Douglas Rissing
“My baseline is that we should stay at this level for the rest of the year” to assess the impacts of the Federal Reserve’s rate-hiking cycle on the real economy, Atlanta Fed President Raphael Bostic told Yahoo Finance in an interview Wednesday.
“I actually think that we are still at the very early stages of our monetary policy tightening, starting to influence the economy in a significant way. I just feel like we have a little bit of time to just let that play out and see exactly how much the economy is responding to our policy,” he said.
Conversely, Fed boss Jerome Powell made plain earlier in congressional testimony that the central bank is expecting to hike rates further this year to contain price pressures. It may “make sense” for the Fed to raise rates at a “more moderate pace” than it has in the past 15 months, he added.
Bostic, one of the most dovish members of the Fed, said in the interview that it could take six to 24 months for the economy to feel the full effect of the Fed’s monetary tightening, as such policies historically operate with a lag.

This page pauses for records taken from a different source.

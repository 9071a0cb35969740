use crate::{
    ast::{Expr, UnaryOperator},
    error::RuntimeError,
    interpreter::{
        evaluator::core::{Context, EvalResult},
        value::core::Value,
    },
};

impl Context<'_, '_> {
    /// Evaluates a unary operator.
    ///
    /// `+` returns a number unchanged. `-` negates it; negating `i64::MIN`
    /// overflows.
    ///
    /// # Errors
    /// [`RuntimeError::ExpectedNumber`] for a non-numeric operand,
    /// [`RuntimeError::Overflow`] for an overflowing negation.
    pub(super) fn eval_unary_op(&self, op: UnaryOperator, expr: &Expr, line: usize) -> EvalResult<Value> {
        match (op, self.eval(expr)?) {
            (UnaryOperator::Plus, value) if value.is_numeric() => Ok(value),
            (UnaryOperator::Negate, Value::Integer(n)) => n.checked_neg()
                                                           .map(Value::Integer)
                                                           .ok_or(RuntimeError::Overflow { line }),
            (UnaryOperator::Negate, Value::Real(r)) => Ok(Value::Real(-r)),
            (_, other) => Err(RuntimeError::ExpectedNumber { found: other.type_tag(),
                                                             line }),
        }
    }
}
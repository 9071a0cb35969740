use crate::{
    ast::{Block, Statement},
    error::ParseError,
    interpreter::{
        lexer::TokenKind,
        parser::core::{ParseResult, Parser},
    },
};

impl Parser<'_> {
    /// Parses a list of statements.
    ///
    /// Statements are separated by `;`. A statement that ends in a closing
    /// brace (`if`/`else`, function declarations) may be followed directly
    /// by the next statement. The list stops at the first token that can
    /// neither separate nor start a statement; the caller decides whether that
    /// token is acceptable.
    ///
    /// Grammar: `statement_list := statement (";" statement)*`
    pub(super) fn parse_statement_list(&mut self) -> ParseResult<Block> {
        let line = self.line();
        let mut statements = vec![self.parse_statement()?];

        loop {
            let brace_terminated = statements.last().is_some_and(Statement::is_brace_terminated);

            if self.check(TokenKind::Semicolon) {
                self.advance()?;
            } else if !(brace_terminated && self.starts_statement()) {
                break;
            }

            statements.push(self.parse_statement()?);
        }

        Ok(Block { statements, line })
    }

    /// Parses `"{" statement_list "}"`.
    pub(super) fn parse_braced_block(&mut self) -> ParseResult<Block> {
        self.eat(TokenKind::LBrace)?;
        let block = self.nested(Self::parse_statement_list)?;
        self.expect_list_end(TokenKind::RBrace)?;
        Ok(block)
    }

    /// Consumes the token that must close a statement list.
    ///
    /// # Errors
    /// `MissingSeparator` when the leftover token starts another statement,
    /// `UnexpectedToken` otherwise.
    pub(super) fn expect_list_end(&mut self, closing: TokenKind) -> ParseResult<()> {
        if self.check(closing) {
            if closing != TokenKind::Eof {
                self.advance()?;
            }
            return Ok(());
        }

        if self.starts_statement() {
            return Err(ParseError::MissingSeparator { found: self.current.token.describe(),
                                                      line:  self.line(), });
        }

        Err(self.unexpected(format!("';' or {}", closing.describe())))
    }
}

Over the past 15 months, the Fed’s rate-setting Federal Open Market Committee jacked up its benchmark rate at a historically aggressive pace to tame the highest inflation in four decades. Progress has been made so far, but consumer prices are still well above the Fed’s objective. Last week, the FOMC left rates unchanged at a target range of 5%-5.25% and signaled that two more rate hikes are on the table for this year.
“I still think we’re kind of still early in the game in terms of seeing our restrictive policies impacts, and I’m very comfortable waiting,” Bostic said.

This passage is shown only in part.